Ed Coyne: Sure. If you think about it, forever, gold and silver have lived in the commodity basket. And they are commodities. All these metals are commodities. They get brought out of the ground, they get consumed, they get used, they get transferred, and they are a commodity.
But more and more of our investors are slotting them into the alternative asset bucket. And once they do that, the narrative or the vision of what these assets or these metals can do for their portfolio changes.
Because so often we say, I've got my gold allocation, I have a commodity fund, and it's got 4% in gold. That gets so buried in that fund it's not going to drive the return pattern you're hoping for by allocating to that space.
I tell investors to rethink how they look at commodities, particularly in the metals market.
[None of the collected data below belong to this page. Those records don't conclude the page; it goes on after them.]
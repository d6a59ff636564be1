// src/utils/log.rs

//! Multi-line log blocks for cycle output.
//!
//! Everything goes through the `log` facade so the CLI's logger decides
//! format and destination.

const RULE_WIDTH: usize = 60;

/// Log a header
pub fn header(title: &str) {
    let border = "═".repeat(RULE_WIDTH);
    log::info!("{}", border);
    log::info!("  {}", title);
    log::info!("{}", border);
}

/// Log a separator line
pub fn separator() {
    log::info!("{}", "─".repeat(RULE_WIDTH));
}

/// Log a summary section
pub fn summary(title: &str, items: &[(&str, String)]) {
    log::info!("[SUMMARY] {}", title);
    for line in summary_lines(items) {
        log::info!("{}", line);
    }
}

fn summary_lines(items: &[(&str, String)]) -> Vec<String> {
    let width = items.iter().map(|(key, _)| key.len()).max().unwrap_or(0);
    items
        .iter()
        .map(|(key, value)| format!("    {key:<width$} : {value}"))
        .collect()
}
//! Storage abstractions for durable watcher state.
//!
//! The state is a single record (seen identifiers, last completed run and an
//! optional resume cursor) replaced as a whole on every commit.
//!
//! ## Directory Structure
//!
//! ```text
//! state/
//! ├── ghwatch_state.json        # Committed state
//! └── ghwatch_state.json.tmp    # Commit in progress (ignored on load)
//! ```

pub mod local;
pub mod memory;

use async_trait::async_trait;

use crate::error::Result;
use crate::models::WatchState;

// Re-export for convenience
pub use local::JsonStateStore;
pub use memory::MemoryStateStore;

/// Trait for durable state backends.
#[async_trait]
pub trait StateStore: Send + Sync {
    /// Load the last committed state, or an empty state on first run.
    async fn load(&self) -> Result<WatchState>;

    /// Replace the committed state.
    ///
    /// A subsequent `load` observes either the previous or the new record,
    /// never a mix of both.
    async fn commit(&self, state: &WatchState) -> Result<()>;
}
//! Report sinks for newly discovered results and known-repository status
//! changes.
//!
//! Delivery is best effort: a failing sink is logged and never blocks the
//! state commit that follows reporting.

mod jsonl;

use async_trait::async_trait;

use crate::error::DeliveryError;
use crate::models::{ReportConfig, RepoStatus, ResultRecord, StatusChange};

pub use jsonl::JsonLinesSink;

/// Receives each cycle's batch of new results.
#[async_trait]
pub trait ReportSink: Send + Sync {
    /// Short name used in logs.
    fn name(&self) -> &str;

    /// Deliver an ordered, non-empty batch.
    async fn report(&self, records: &[ResultRecord]) -> Result<(), DeliveryError>;

    /// Deliver known repositories that were removed or restored.
    async fn report_status(&self, _changes: &[StatusChange]) -> Result<(), DeliveryError> {
        Ok(())
    }
}

/// Logs each new result as one line.
#[derive(Debug, Clone)]
pub struct LogSink {
    template: String,
}

impl LogSink {
    pub fn new(template: impl Into<String>) -> Self {
        Self {
            template: template.into(),
        }
    }
}

#[async_trait]
impl ReportSink for LogSink {
    fn name(&self) -> &str {
        "log"
    }

    async fn report(&self, records: &[ResultRecord]) -> Result<(), DeliveryError> {
        log::info!("{} new result(s):", records.len());
        for record in records {
            log::info!("  NEW {}", record.format(&self.template));
        }
        Ok(())
    }

    async fn report_status(&self, changes: &[StatusChange]) -> Result<(), DeliveryError> {
        for change in changes {
            match change.current {
                RepoStatus::Removed => log::warn!("  REMOVED {} ({})", change.repo, change.url),
                RepoStatus::Active => log::info!("  RESTORED {} ({})", change.repo, change.url),
            }
        }
        Ok(())
    }
}

/// Delivers to every configured sink in order.
#[derive(Default)]
pub struct ReportFanout {
    sinks: Vec<Box<dyn ReportSink>>,
}

impl ReportFanout {
    pub fn new() -> Self {
        Self::default()
    }

    /// Build the sinks named in the report configuration.
    pub fn from_config(config: &ReportConfig) -> Self {
        let mut fanout = Self::new();
        if config.console {
            fanout.push(LogSink::new(config.template.clone()));
        }
        if let Some(path) = &config.jsonl_path {
            fanout.push(JsonLinesSink::new(path));
        }
        fanout
    }

    pub fn push(&mut self, sink: impl ReportSink + 'static) {
        self.sinks.push(Box::new(sink));
    }

    pub fn len(&self) -> usize {
        self.sinks.len()
    }

    pub fn is_empty(&self) -> bool {
        self.sinks.is_empty()
    }

    /// Deliver to all sinks, returning the failures.
    pub async fn deliver(&self, records: &[ResultRecord]) -> Vec<DeliveryError> {
        let mut failures = Vec::new();
        if records.is_empty() {
            return failures;
        }

        for sink in &self.sinks {
            if let Err(e) = sink.report(records).await {
                log::error!("Report sink '{}' failed: {}", sink.name(), e);
                failures.push(e);
            }
        }
        failures
    }

    /// Deliver status changes to all sinks, returning the failures.
    pub async fn deliver_status(&self, changes: &[StatusChange]) -> Vec<DeliveryError> {
        let mut failures = Vec::new();
        if changes.is_empty() {
            return failures;
        }

        for sink in &self.sinks {
            if let Err(e) = sink.report_status(changes).await {
                log::error!("Report sink '{}' failed on status changes: {}", sink.name(), e);
                failures.push(e);
            }
        }
        failures
    }
}

#[cfg(test)]
mod tests {
    use std::sync::{Arc, Mutex};

    use chrono::Utc;

    use super::*;

    struct Recording {
        batches: Arc<Mutex<Vec<usize>>>,
    }

    impl Recording {
        fn new(batches: &Arc<Mutex<Vec<usize>>>) -> Self {
            Self {
                batches: Arc::clone(batches),
            }
        }
    }

    #[async_trait]
    impl ReportSink for Recording {
        fn name(&self) -> &str {
            "recording"
        }

        async fn report(&self, records: &[ResultRecord]) -> Result<(), DeliveryError> {
            self.batches.lock().unwrap().push(records.len());
            Ok(())
        }

        async fn report_status(&self, changes: &[StatusChange]) -> Result<(), DeliveryError> {
            self.batches.lock().unwrap().push(changes.len());
            Ok(())
        }
    }

    struct Failing;

    #[async_trait]
    impl ReportSink for Failing {
        fn name(&self) -> &str {
            "failing"
        }

        async fn report(&self, _records: &[ResultRecord]) -> Result<(), DeliveryError> {
            Err(DeliveryError::new("failing", "webhook down"))
        }
    }

    fn record(id: &str) -> ResultRecord {
        ResultRecord {
            id: id.to_string(),
            url: format!("https://github.com/{id}"),
            label: id.to_string(),
            query: "q".to_string(),
            discovered_at: Utc::now(),
        }
    }

    #[tokio::test]
    async fn test_failure_does_not_stop_other_sinks() {
        let batches = Arc::new(Mutex::new(Vec::new()));
        let mut fanout = ReportFanout::new();
        fanout.push(Failing);
        fanout.push(Recording {
            batches: Arc::clone(&batches),
        });

        let failures = fanout.deliver(&[record("a"), record("b")]).await;

        assert_eq!(failures.len(), 1);
        assert_eq!(failures[0].sink, "failing");
        assert_eq!(*batches.lock().unwrap(), vec![2]);
    }

    #[tokio::test]
    async fn test_empty_batch_is_not_delivered() {
        let batches = Arc::new(Mutex::new(Vec::new()));
        let mut fanout = ReportFanout::new();
        fanout.push(Recording {
            batches: Arc::clone(&batches),
        });

        assert!(fanout.deliver(&[]).await.is_empty());
        assert!(batches.lock().unwrap().is_empty());
    }

    #[tokio::test]
    async fn test_status_changes_reach_sinks() {
        let batches = Arc::new(Mutex::new(Vec::new()));
        let mut fanout = ReportFanout::new();
        fanout.push(LogSink::new("{url}"));
        fanout.push(Recording::new(&batches));

        let change = StatusChange::detect(
            "octo/files",
            "https://github.com/octo/files",
            Some(RepoStatus::Active),
            RepoStatus::Removed,
            Utc::now(),
        )
        .unwrap();

        assert!(fanout.deliver_status(&[]).await.is_empty());
        assert!(fanout.deliver_status(&[change]).await.is_empty());
        assert_eq!(*batches.lock().unwrap(), vec![1]);
    }

    #[test]
    fn test_from_config() {
        let mut config = ReportConfig::default();
        assert_eq!(ReportFanout::from_config(&config).len(), 1);

        config.console = false;
        assert!(ReportFanout::from_config(&config).is_empty());

        config.jsonl_path = Some("out/new.jsonl".into());
        assert_eq!(ReportFanout::from_config(&config).len(), 1);
    }
}
//! Quota tracking for the search API.
//!
//! Every response carries the caller's remaining request budget and the time
//! it resets. The tracker keeps the latest values and refuses to issue a
//! request once the budget is spent, so callers get a synchronous
//! `RateLimited` signal instead of a hidden blocking wait.

use std::sync::Mutex;
use std::time::Duration;

use chrono::{DateTime, TimeZone, Utc};
use reqwest::header::HeaderMap;

use crate::error::SearchError;

const HEADER_LIMIT: &str = "x-ratelimit-limit";
const HEADER_REMAINING: &str = "x-ratelimit-remaining";
const HEADER_RESET: &str = "x-ratelimit-reset";
const HEADER_RETRY_AFTER: &str = "retry-after";

/// Wait used when the platform signals throttling without a usable reset time.
pub const DEFAULT_RETRY_AFTER: Duration = Duration::from_secs(60);

/// Quota signal parsed from one response.
#[derive(Debug, Clone, Copy, Default, PartialEq, Eq)]
pub struct RateLimitSnapshot {
    pub limit: Option<u32>,
    pub remaining: Option<u32>,
    pub reset_at: Option<DateTime<Utc>>,
    pub retry_after: Option<Duration>,
}

impl RateLimitSnapshot {
    pub fn from_headers(headers: &HeaderMap) -> Self {
        fn number<T: std::str::FromStr>(headers: &HeaderMap, name: &str) -> Option<T> {
            headers
                .get(name)
                .and_then(|v| v.to_str().ok())
                .and_then(|v| v.trim().parse().ok())
        }

        Self {
            limit: number(headers, HEADER_LIMIT),
            remaining: number(headers, HEADER_REMAINING),
            reset_at: number::<i64>(headers, HEADER_RESET)
                .and_then(|secs| Utc.timestamp_opt(secs, 0).single()),
            retry_after: number::<u64>(headers, HEADER_RETRY_AFTER).map(Duration::from_secs),
        }
    }

    /// Whether the response reports a spent quota.
    pub fn is_exhausted(&self) -> bool {
        self.remaining == Some(0) || self.retry_after.is_some()
    }

    /// How long to wait before the quota is usable again.
    pub fn wait_time(&self, now: DateTime<Utc>) -> Duration {
        if let Some(retry_after) = self.retry_after {
            return retry_after;
        }
        self.reset_at
            .and_then(|reset| (reset - now).to_std().ok())
            .filter(|wait| !wait.is_zero())
            .unwrap_or(DEFAULT_RETRY_AFTER)
    }
}

/// Latest snapshot and when it was received.
#[derive(Debug, Clone, Copy, Default)]
struct Observed {
    snapshot: RateLimitSnapshot,
    at: Option<DateTime<Utc>>,
}

/// Shared quota tracker for one client.
#[derive(Debug, Default)]
pub struct RateLimiter {
    reserve: u32,
    latest: Mutex<Observed>,
}

impl RateLimiter {
    /// Create a tracker that refuses requests at or below `reserve` remaining calls.
    pub fn new(reserve: u32) -> Self {
        Self {
            reserve,
            latest: Mutex::new(Observed::default()),
        }
    }

    /// Record the quota reported by a response received at `now`.
    pub fn observe(&self, snapshot: RateLimitSnapshot, now: DateTime<Utc>) {
        let mut latest = self.latest.lock().unwrap_or_else(|e| e.into_inner());
        if snapshot.remaining.is_some() || snapshot.retry_after.is_some() {
            *latest = Observed {
                snapshot,
                at: Some(now),
            };
        }
    }

    pub fn snapshot(&self) -> RateLimitSnapshot {
        self.latest.lock().unwrap_or_else(|e| e.into_inner()).snapshot
    }

    /// Fail with `RateLimited` if the next request would exceed the budget.
    ///
    /// Without a reset time the refusal lapses `retry-after` (or
    /// [`DEFAULT_RETRY_AFTER`]) after the snapshot was observed, since no
    /// fresh snapshot can arrive while requests are refused.
    pub fn check(&self, now: DateTime<Utc>) -> Result<(), SearchError> {
        let Observed { snapshot, at } = *self.latest.lock().unwrap_or_else(|e| e.into_inner());

        let Some(remaining) = snapshot.remaining else {
            return Ok(());
        };
        if remaining > self.reserve {
            return Ok(());
        }

        let ready_at = match (snapshot.reset_at, at) {
            (Some(reset), _) => Some(reset),
            (None, Some(observed)) => {
                let wait = snapshot.retry_after.unwrap_or(DEFAULT_RETRY_AFTER);
                chrono::Duration::from_std(wait)
                    .ok()
                    .and_then(|wait| observed.checked_add_signed(wait))
            }
            (None, None) => None,
        };

        match ready_at {
            // Quota window already rolled over.
            Some(ready) if ready <= now => Ok(()),
            Some(ready) => Err(SearchError::rate_limited(
                (ready - now).to_std().unwrap_or(DEFAULT_RETRY_AFTER),
            )),
            None => Ok(()),
        }
    }
}
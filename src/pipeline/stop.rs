//! External stop request shared between the signal handler and the loop.

use std::sync::Arc;
use std::time::Duration;

use tokio::sync::watch;

/// Cooperative stop signal.
///
/// Clone is cheap and shares state. Once stopped it stays stopped.
#[derive(Debug, Clone)]
pub struct StopSignal {
    tx: Arc<watch::Sender<bool>>,
    rx: watch::Receiver<bool>,
}

impl StopSignal {
    pub fn new() -> Self {
        let (tx, rx) = watch::channel(false);
        Self {
            tx: Arc::new(tx),
            rx,
        }
    }

    /// Request a stop.
    pub fn stop(&self) {
        self.tx.send_replace(true);
    }

    pub fn is_stopped(&self) -> bool {
        *self.rx.borrow()
    }

    /// Resolve once a stop has been requested.
    pub async fn stopped(&self) {
        let mut rx = self.rx.clone();
        while !*rx.borrow_and_update() {
            if rx.changed().await.is_err() {
                return;
            }
        }
    }

    /// Sleep for `duration` unless stopped first. Returns `false` if stopped.
    pub async fn sleep(&self, duration: Duration) -> bool {
        tokio::select! {
            _ = tokio::time::sleep(duration) => !self.is_stopped(),
            _ = self.stopped() => false,
        }
    }
}

impl Default for StopSignal {
    fn default() -> Self {
        Self::new()
    }
}

#[cfg(test)]
mod tests {
    use super::*;

    #[tokio::test]
    async fn test_sleep_completes_without_stop() {
        let stop = StopSignal::new();
        assert!(stop.sleep(Duration::from_millis(5)).await);
    }

    #[tokio::test]
    async fn test_stop_aborts_long_sleep() {
        let stop = StopSignal::new();
        let remote = stop.clone();

        tokio::spawn(async move {
            tokio::time::sleep(Duration::from_millis(10)).await;
            remote.stop();
        });

        let started = std::time::Instant::now();
        assert!(!stop.sleep(Duration::from_secs(3600)).await);
        assert!(started.elapsed() < Duration::from_secs(5));
        assert!(stop.is_stopped());
    }

    #[tokio::test]
    async fn test_already_stopped() {
        let stop = StopSignal::new();
        stop.stop();
        stop.stopped().await;
        assert!(!stop.sleep(Duration::from_secs(3600)).await);
    }
}
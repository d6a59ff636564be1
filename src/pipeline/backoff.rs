//! Wake-up delay policy for the scheduler.
//!
//! - Success: the base interval.
//! - n-th consecutive transient failure: `min(base * 2^(n-1), max_backoff)`.
//! - Rate limited: the platform-provided retry-after.
//!
//! Random jitter is added on top of every delay so several instances do not
//! hit the API in lockstep.

use std::time::Duration;

use rand::Rng;

use crate::models::WatchConfig;

/// Floor for platform-provided waits.
const MIN_RETRY_AFTER: Duration = Duration::from_secs(1);

/// Backoff configuration.
#[derive(Debug, Clone, Copy, PartialEq, Eq)]
pub struct BackoffConfig {
    pub interval: Duration,
    pub jitter: Duration,
    pub base: Duration,
    pub max_backoff: Duration,
}

impl From<&WatchConfig> for BackoffConfig {
    fn from(config: &WatchConfig) -> Self {
        Self {
            interval: config.interval(),
            jitter: config.jitter(),
            base: config.backoff_base(),
            max_backoff: config.max_backoff(),
        }
    }
}

/// Tracks consecutive failures and computes the next delay.
#[derive(Debug, Clone)]
pub struct Backoff {
    config: BackoffConfig,
    failures: u32,
}

impl Backoff {
    pub fn new(config: BackoffConfig) -> Self {
        Self {
            config,
            failures: 0,
        }
    }

    pub fn config(&self) -> &BackoffConfig {
        &self.config
    }

    /// Consecutive transient failures since the last success.
    pub fn failures(&self) -> u32 {
        self.failures
    }

    /// Delay after a fully successful cycle; resets the failure count.
    pub fn on_success(&mut self) -> Duration {
        self.failures = 0;
        self.config.interval
    }

    /// Delay after a transient failure.
    pub fn on_transient(&mut self) -> Duration {
        self.failures = self.failures.saturating_add(1);
        let exponent = (self.failures - 1).min(31);
        self.config
            .base
            .checked_mul(1u32 << exponent)
            .unwrap_or(self.config.max_backoff)
            .min(self.config.max_backoff)
    }

    /// Delay after the platform asked us to wait.
    pub fn on_rate_limited(&mut self, retry_after: Duration) -> Duration {
        retry_after.max(MIN_RETRY_AFTER)
    }

    /// A random delay in `[0, jitter]`.
    pub fn jitter(&self) -> Duration {
        self.jitter_with(&mut rand::thread_rng())
    }

    pub fn jitter_with<R: Rng + ?Sized>(&self, rng: &mut R) -> Duration {
        let max_ms = self.config.jitter.as_millis().min(u128::from(u64::MAX)) as u64;
        if max_ms == 0 {
            return Duration::ZERO;
        }
        Duration::from_millis(rng.gen_range(0..=max_ms))
    }
}

#[cfg(test)]
mod tests {
    use rand::SeedableRng;
    use rand::rngs::StdRng;

    use super::*;

    fn config() -> BackoffConfig {
        BackoffConfig {
            interval: Duration::from_secs(600),
            jitter: Duration::from_secs(5),
            base: Duration::from_secs(10),
            max_backoff: Duration::from_secs(300),
        }
    }

    #[test]
    fn test_transient_growth_is_monotonic_and_bounded() {
        let mut backoff = Backoff::new(config());
        let delays: Vec<Duration> = (0..40).map(|_| backoff.on_transient()).collect();

        assert_eq!(delays[0], Duration::from_secs(10));
        assert_eq!(delays[1], Duration::from_secs(20));
        assert_eq!(delays[2], Duration::from_secs(40));
        assert!(delays.windows(2).all(|w| w[0] <= w[1]));
        assert!(delays.iter().all(|d| *d <= Duration::from_secs(300)));
        assert_eq!(*delays.last().unwrap(), Duration::from_secs(300));
    }

    #[test]
    fn test_success_resets() {
        let mut backoff = Backoff::new(config());
        backoff.on_transient();
        backoff.on_transient();
        assert_eq!(backoff.failures(), 2);

        assert_eq!(backoff.on_success(), Duration::from_secs(600));
        assert_eq!(backoff.failures(), 0);
        assert_eq!(backoff.on_transient(), Duration::from_secs(10));
    }

    #[test]
    fn test_rate_limited_uses_retry_after() {
        let mut backoff = Backoff::new(config());
        assert_eq!(
            backoff.on_rate_limited(Duration::from_secs(1234)),
            Duration::from_secs(1234)
        );
        assert_eq!(backoff.on_rate_limited(Duration::ZERO), MIN_RETRY_AFTER);
        assert_eq!(backoff.failures(), 0);
    }

    #[test]
    fn test_jitter_within_bound() {
        let backoff = Backoff::new(config());
        let mut rng = StdRng::seed_from_u64(7);
        for _ in 0..100 {
            assert!(backoff.jitter_with(&mut rng) <= Duration::from_secs(5));
        }
    }

    #[test]
    fn test_zero_jitter() {
        let backoff = Backoff::new(BackoffConfig {
            jitter: Duration::ZERO,
            ..config()
        });
        assert_eq!(backoff.jitter(), Duration::ZERO);
    }
}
And when you think about it as an alternative asset or a low-cost liquid hedge, if you think about gold and other metals out there, they're liquid assets. They're relatively low-cost compared to a two-in-20 in 20 or a one-in-10 hedge fund. I'm not knocking hedge funds; I'm just saying these are different solutions.
I would tell investors to consider it a true alternative to their stock and bond portfolio. And when you look at the long-term performance patterns of gold and silver, which are the established metals, and then more recently uranium, nickel, cobalt, etc., they have a different performance pattern than the traditional market. I would encourage investors to consider it part of their alternative sleeve when allocating to this space.
Gillian Kemmerer: From the macro landscape driving the performance of these metals to the roles that they can play in portfolios, thank you so much, Ed, for taking the time to lay out all of this universe for us.
Ed Coyne: Thanks for having me.
Gillian Kemmerer: And thank you for tuning in. From our studios in New York, I'm Jillian Kemmerer for Asset TV.